We’re slowly moving our backend functionalities into nakama, one of the thing that we already use is a config json file stored on s3, with version on its storage path
say that

s3://storage/game/1.1.0/config/onlineConfig.json

would have different contents with

s3://storage/game/1.2.0/config/onlineConfig.json

the json itself is roughly 11kb size.
With contents roughly similar to this

  {
    "generalConfig": {"startingMoney":10000, ..omitted },
    "boostersConfig": [{"name":"Blade","power":1, .. omitted}, {"name":"Spear","power":2, .. omitted }],
      .. omitted
  }

We’re planning to break the json itself into storage collections based on version like this

[
  {
    "collection": "1.1.0config",
    "key": "generalConfig",
    "value": "{\"startingMoney\":10000, ..omitted }",
  },
  {
    "collection": "1.1.0config",
    "key": "boostersConfig",
    "value": "[{\"name\":\"Blade\",\"power\":1, .. omitted}, {\"name\":\"Spear\",\"power\":2, .. omitted }],",
  }
]

While on client side, we could just easily read storage by collection, this looks like it’s going to be trouble managing it in the long run, since the amount of collection would grow each subsequent version release

We tried condensing it into only one collection, storing all the contents of 11kb json on the value field, but on nakama dashboard we got http: request body too large error

Any suggestion on how to properly design online config with storage nakama?
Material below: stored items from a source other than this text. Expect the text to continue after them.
//! Relay configuration, read once from the environment at startup.

use std::path::PathBuf;
use std::str::FromStr;

use crate::error::{RelayError, Result};

/// Largest inbound text frame the relay will act on, in bytes.
pub const MAX_FRAME_BYTES: usize = 65_536;
/// Largest accepted event content, in bytes.
pub const MAX_CONTENT_BYTES: usize = 65_536;
pub const MAX_SUBID_LEN: usize = 64;
pub const MAX_FILTERS: usize = 10;
pub const MAX_LIMIT: usize = 500;
pub const MAX_SUBSCRIPTIONS: usize = 20;
pub const MAX_EVENT_TAGS: usize = 2_000;
/// Capacity of a session's outbound queue. Overflow disconnects the session.
pub const SEND_QUEUE_CAPACITY: usize = 256;
pub const PING_INTERVAL_SECS: u64 = 54;
/// Sessions with no inbound traffic for this long are torn down.
pub const IDLE_TIMEOUT_SECS: u64 = PING_INTERVAL_SECS * 2;
/// NIP-42 AUTH events must carry a created_at within this many seconds of now.
pub const AUTH_WINDOW_SECS: i64 = 600;
pub const PARSE_FAILURE_LIMIT: u32 = 10;
pub const PARSE_FAILURE_WINDOW_SECS: u64 = 60;

#[derive(Debug, Clone)]
pub struct Config {
    pub port: u16,
    pub data_dir: PathBuf,
    /// Advertised WebSocket URL, checked against the `relay` tag of AUTH events.
    pub relay_url: String,
    pub relay_name: String,
    pub relay_description: String,
    pub relay_contact: Option<String>,
    pub owner_only: bool,
    pub owner_pubkey: Option<String>,
    /// Minimum number of leading zero bits required on event ids. 0 disables.
    pub min_pow: u8,
    pub created_at_past_limit: i64,
    pub created_at_future_limit: i64,
    /// Per-session inbound frame allowance per minute. 0 disables rate limiting.
    pub max_frames_per_minute: u32,
}

impl Config {
    pub fn from_env() -> Result<Self> {
        let port = parsed("RELAY_PORT")?.unwrap_or(8080);
        let data_dir = std::env::var("DATA_DIR").unwrap_or_else(|_| "./data".to_string());
        let owner_only = parsed("RELAY_OWNER_ONLY")?.unwrap_or(false);
        let owner_pubkey = std::env::var("NOSTR_OWNER_PUBKEY").ok();

        if let Some(pk) = &owner_pubkey {
            if !crate::event::is_lower_hex(pk, 64) {
                return Err(RelayError::Config(
                    "NOSTR_OWNER_PUBKEY must be 64 lowercase hex characters".to_string(),
                ));
            }
        }
        if owner_only && owner_pubkey.is_none() {
            return Err(RelayError::Config(
                "RELAY_OWNER_ONLY=true requires NOSTR_OWNER_PUBKEY".to_string(),
            ));
        }

        Ok(Config {
            port,
            data_dir: PathBuf::from(data_dir),
            relay_url: std::env::var("RELAY_URL")
                .unwrap_or_else(|_| format!("ws://localhost:{port}")),
            relay_name: std::env::var("RELAY_NAME").unwrap_or_else(|_| "home-relay".to_string()),
            relay_description: std::env::var("RELAY_DESCRIPTION")
                .unwrap_or_else(|_| "A personal Nostr relay".to_string()),
            relay_contact: std::env::var("RELAY_CONTACT").ok(),
            owner_only,
            owner_pubkey,
            min_pow: parsed("RELAY_MIN_POW")?.unwrap_or(0),
            created_at_past_limit: parsed("RELAY_CREATED_AT_PAST_LIMIT_SECONDS")?
                .unwrap_or(2_592_000),
            created_at_future_limit: parsed("RELAY_CREATED_AT_FUTURE_LIMIT_SECONDS")?
                .unwrap_or(600),
            max_frames_per_minute: parsed("RELAY_MAX_FRAMES_PER_MINUTE")?.unwrap_or(0),
        })
    }
}

fn parsed<T: FromStr>(key: &str) -> Result<Option<T>> {
    match std::env::var(key) {
        Ok(raw) => raw
            .parse::<T>()
            .map(Some)
            .map_err(|_| RelayError::Config(format!("{key} has an invalid value: {raw:?}"))),
        Err(_) => Ok(None),
    }
}
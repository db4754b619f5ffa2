//! Per-session inbound frame limiter: a direct `governor` quota built
//! from the operator's per-minute setting.

use std::num::NonZeroU32;

use governor::clock::DefaultClock;
use governor::state::{InMemoryState, NotKeyed};
use governor::{Quota, RateLimiter};

pub struct FrameLimiter {
    limiter: RateLimiter<NotKeyed, InMemoryState, DefaultClock>,
}

impl FrameLimiter {
    /// `None` when `per_minute` is 0, which disables limiting entirely.
    pub fn per_minute(per_minute: u32) -> Option<FrameLimiter> {
        let quota = Quota::per_minute(NonZeroU32::new(per_minute)?);
        Some(FrameLimiter {
            limiter: RateLimiter::direct(quota),
        })
    }

    pub fn try_take(&self) -> bool {
        self.limiter.check().is_ok()
    }
}
//! The event store: a single SQLite file with the primary indices the
//! query paths need. Reads go through the pool concurrently; writes are
//! serialized by the ingest pipeline's writer lease.

use std::collections::HashSet;
use std::path::Path;

use sqlx::sqlite::{
    SqliteConnectOptions, SqliteJournalMode, SqlitePool, SqlitePoolOptions, SqliteRow,
    SqliteSynchronous,
};
use sqlx::{QueryBuilder, Row, Sqlite};
use tracing::debug;

use crate::error::Result;
use crate::event::{self, Event};
use crate::filter::Filter;
use crate::now_unix;

pub const DB_FILE: &str = "relay.db";

const SCHEMA: &[&str] = &[
    "CREATE TABLE IF NOT EXISTS events (
        id TEXT PRIMARY KEY,
        pubkey TEXT NOT NULL,
        created_at INTEGER NOT NULL,
        kind INTEGER NOT NULL,
        tags TEXT NOT NULL,
        content TEXT NOT NULL,
        sig TEXT NOT NULL,
        received_at INTEGER NOT NULL,
        expires_at INTEGER,
        d_tag TEXT NOT NULL DEFAULT ''
    )",
    "CREATE INDEX IF NOT EXISTS events_pubkey ON events (pubkey)",
    "CREATE INDEX IF NOT EXISTS events_kind ON events (kind)",
    "CREATE INDEX IF NOT EXISTS events_created_at ON events (created_at DESC)",
    "CREATE INDEX IF NOT EXISTS events_pubkey_kind ON events (pubkey, kind)",
];

#[derive(Debug, PartialEq)]
pub enum PutOutcome {
    Stored,
    /// The same id is already present.
    Duplicate,
    /// A newer event holds this replaceable slot.
    Stale,
}

pub struct Store {
    pool: SqlitePool,
}
//! Key generation and event signing helpers for unit tests.

use secp256k1::{Keypair, Message, Secp256k1};

use crate::event::Event;

pub fn keypair() -> (Keypair, String) {
    let secp = Secp256k1::new();
    let keys = Keypair::new(&secp, &mut rand::thread_rng());
    let (xonly, _) = keys.x_only_public_key();
    (keys, hex::encode(xonly.serialize()))
}

pub fn sign_event(
    keys: &Keypair,
    kind: u16,
    tags: Vec<Vec<String>>,
    content: &str,
    created_at: i64,
) -> Event {
    let secp = Secp256k1::new();
    let (xonly, _) = keys.x_only_public_key();
    let mut event = Event {
        id: String::new(),
        pubkey: hex::encode(xonly.serialize()),
        created_at,
        kind,
        tags,
        content: content.to_string(),
        sig: String::new(),
        received_at: 0,
    };
    event.id = event.compute_id();
    let digest: [u8; 32] = hex::decode(&event.id)
        .expect("fresh id is hex")
        .try_into()
        .expect("sha256 is 32 bytes");
    let sig = secp.sign_schnorr_no_aux_rand(&Message::from_digest(digest), keys);
    event.sig = sig.to_string();
    event
}
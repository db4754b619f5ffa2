//! The ingest pipeline: every EVENT frame passes through the same ordered
//! verdict sequence, and the first failing rule terminates it. Persist and
//! publish happen under the store writer lease so the hub's fan-out order
//! is the store's serialization order.

use std::sync::Arc;

use tokio::sync::Mutex;
use tracing::{debug, error, info};

use crate::config::Config;
use crate::event::{self, Event, KIND_AUTH, KIND_DELETION};
use crate::hub::Hub;
use crate::nip26;
use crate::now_unix;
use crate::store::{PutOutcome, Store};

#[derive(Debug)]
pub enum IngestOutcome {
    /// Accepted, persisted unless ephemeral, and broadcast.
    Accepted { id: String },
    /// The exact event is already stored. Accepting again is idempotent
    /// and does not re-broadcast.
    Duplicate { id: String },
    Rejected { id: String, reason: Reject },
}

impl IngestOutcome {
    /// The `["OK", id, accepted, message]` triple for this verdict.
    pub fn ok_parts(&self) -> (&str, bool, String) {
        match self {
            IngestOutcome::Accepted { id } => (id, true, String::new()),
            IngestOutcome::Duplicate { id } => (id, true, "duplicate:".to_string()),
            IngestOutcome::Rejected { id, reason } => (id, false, reason.message()),
        }
    }
}

/// Machine-readable rejection classes, rendered with the protocol's
/// standard reason prefixes.
#[derive(Debug)]
pub enum Reject {
    Invalid(String),
    Pow(String),
    Restricted(String),
    RateLimited(String),
    Duplicate(String),
    Error(String),
}

impl Reject {
    pub fn message(&self) -> String {
        match self {
            Reject::Invalid(detail) => format!("invalid: {detail}"),
            Reject::Pow(detail) => format!("pow: {detail}"),
            Reject::Restricted(detail) => format!("restricted: {detail}"),
            Reject::RateLimited(detail) => format!("rate-limited: {detail}"),
            Reject::Duplicate(detail) => format!("duplicate: {detail}"),
            Reject::Error(detail) => format!("error: {detail}"),
        }
    }
}

pub struct Ingest {
    store: Arc<Store>,
    hub: Arc<Hub>,
    config: Arc<Config>,
    /// Single-writer lease; held across kind treatment, persist and publish.
    write_lease: Mutex<()>,
}

impl Ingest {
    pub fn new(store: Arc<Store>, hub: Arc<Hub>, config: Arc<Config>) -> Self {
        Ingest {
            store,
            hub,
            config,
            write_lease: Mutex::new(()),
        }
    }

    pub async fn submit(&self, mut event: Event) -> IngestOutcome {
        let id = event.id.clone();
        let reject = |reason| IngestOutcome::Rejected { id: event.id.clone(), reason };

        if let Err(detail) = event.check_shape() {
            return reject(Reject::Invalid(detail));
        }
        if !event.verify_id() {
            return reject(Reject::Invalid("id does not match the event hash".to_string()));
        }
        if !event.verify_sig() {
            return reject(Reject::Invalid("bad signature".to_string()));
        }

        let now = now_unix();
        if event.created_at > now + self.config.created_at_future_limit {
            return reject(Reject::Invalid("created_at is too far in the future".to_string()));
        }
        if event.created_at < now - self.config.created_at_past_limit {
            return reject(Reject::Invalid("created_at is too far in the past".to_string()));
        }
        if event.expiration().is_some_and(|exp| exp <= now) {
            return reject(Reject::Invalid("expired".to_string()));
        }

        if self.config.owner_only && self.config.owner_pubkey.as_deref() != Some(&event.pubkey) {
            return reject(Reject::Restricted("only owner can publish".to_string()));
        }
        if self.config.min_pow > 0 && event.pow_bits() < u32::from(self.config.min_pow) {
            return reject(Reject::Pow(format!(
                "difficulty {} is below the required {}",
                event.pow_bits(),
                self.config.min_pow
            )));
        }
        if let Err(detail) = nip26::check(&event) {
            return reject(Reject::Invalid(detail));
        }
        if event.kind == KIND_AUTH {
            return reject(Reject::Invalid("auth events belong in an AUTH frame".to_string()));
        }

        event.received_at = now;
        debug!("accepting event {} kind {} from {}", event.id, event.kind, event.pubkey);

        if event::is_ephemeral(event.kind) {
            // Broadcast only, never stored.
            self.hub.publish(&event).await;
            return IngestOutcome::Accepted { id };
        }

        let _lease = self.write_lease.lock().await;

        if event.kind == KIND_DELETION {
            let targets = event.referenced_event_ids();
            match self.store.delete_by_author(&event.pubkey, &targets).await {
                Ok(removed) => {
                    info!("deletion by {} removed {} of {} referenced events",
                        event.pubkey, removed, targets.len());
                }
                Err(e) => {
                    error!("deletion failed: {e}");
                    return IngestOutcome::Rejected {
                        id,
                        reason: Reject::Error("storage".to_string()),
                    };
                }
            }
        }

        match self.store.put(&event).await {
            Ok(PutOutcome::Stored) => {
                self.hub.publish(&event).await;
                IngestOutcome::Accepted { id }
            }
            Ok(PutOutcome::Duplicate) => IngestOutcome::Duplicate { id },
            Ok(PutOutcome::Stale) => IngestOutcome::Rejected {
                id,
                reason: Reject::Duplicate("have a newer version of this event".to_string()),
            },
            Err(e) => {
                error!("event insert failed: {e}");
                IngestOutcome::Rejected {
                    id,
                    reason: Reject::Error("storage".to_string()),
                }
            }
        }
    }
}
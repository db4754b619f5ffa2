//! NIP-01 subscription filters.
//!
//! A filter is a conjunction over event fields; a subscription's filter list
//! is a disjunction. The same predicate decides both backfill post-filtering
//! and live fan-out, so the two paths cannot disagree.

use std::collections::HashMap;

use serde::{Deserialize, Serialize};

use crate::event::Event;

#[derive(Clone, Debug, Default, Deserialize, PartialEq, Serialize)]
pub struct Filter {
    /// Event id hex prefixes. Odd-length prefixes are legal.
    #[serde(skip_serializing_if = "Option::is_none")]
    pub ids: Option<Vec<String>>,

    /// Author pubkey hex prefixes.
    #[serde(skip_serializing_if = "Option::is_none")]
    pub authors: Option<Vec<String>>,

    #[serde(skip_serializing_if = "Option::is_none")]
    pub kinds: Option<Vec<u16>>,

    /// Inclusive lower bound on created_at.
    #[serde(skip_serializing_if = "Option::is_none")]
    pub since: Option<i64>,

    /// Inclusive upper bound on created_at.
    #[serde(skip_serializing_if = "Option::is_none")]
    pub until: Option<i64>,

    /// Cap on backfill results. `Some(0)` means live-only.
    #[serde(skip_serializing_if = "Option::is_none")]
    pub limit: Option<usize>,

    /// NIP-50 case-insensitive substring search.
    #[serde(skip_serializing_if = "Option::is_none")]
    pub search: Option<String>,

    /// Tag queries, keyed with their `#` prefix (`"#e": [...]`).
    #[serde(flatten)]
    pub tags: HashMap<String, Vec<String>>,
}

impl Filter {
    pub fn matches(&self, event: &Event) -> bool {
        if let Some(ids) = &self.ids {
            if !ids.iter().any(|p| event.id.starts_with(p.as_str())) {
                return false;
            }
        }
        if let Some(authors) = &self.authors {
            if !authors.iter().any(|p| event.pubkey.starts_with(p.as_str())) {
                return false;
            }
        }
        if let Some(kinds) = &self.kinds {
            if !kinds.contains(&event.kind) {
                return false;
            }
        }
        if let Some(since) = self.since {
            if event.created_at < since {
                return false;
            }
        }
        if let Some(until) = self.until {
            if event.created_at > until {
                return false;
            }
        }
        for (key, values) in &self.tags {
            let Some(name) = key.strip_prefix('#') else {
                // Non-tag extension fields are ignored.
                continue;
            };
            // An empty value set is unsatisfiable.
            let hit = event.tags.iter().any(|tag| {
                tag.first().map(String::as_str) == Some(name)
                    && tag.get(1).is_some_and(|v| values.contains(v))
            });
            if !hit {
                return false;
            }
        }
        if let Some(search) = &self.search {
            if !search_matches(event, search) {
                return false;
            }
        }
        true
    }

    /// True when matching needs fields the store cannot push into SQL.
    pub(crate) fn needs_post_scan(&self) -> bool {
        self.search.is_some() || self.tags.keys().any(|k| k.starts_with('#'))
    }
}

pub fn matches_any(event: &Event, filters: &[Filter]) -> bool {
    filters.iter().any(|f| f.matches(event))
}

/// Substring search over content and tag values, case-insensitive.
fn search_matches(event: &Event, needle: &str) -> bool {
    let needle = needle.to_lowercase();
    event.content.to_lowercase().contains(&needle)
        || event
            .tags
            .iter()
            .any(|tag| tag.iter().skip(1).any(|v| v.to_lowercase().contains(&needle)))
}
While a large number of different collections is not a problem, a single collection where each key is a version of config sounds like a better model for your use case. The size limit you’re hitting is configurable have a look at the console.max_message_size_bytes option, which defaults to 4096 bytes. Note that the limit is for data sent/uploaded to the console, it’s not a limit on storage objects, so it’s safe to increase as you need.

Alternatively you can look at storing your configuration in code - embed the JSON data in variables/constants in your module code and allow clients to read it by calling an RPC function.

We’ve used both patterns very successfully so it’s just a matter of choosing which suits your use case best.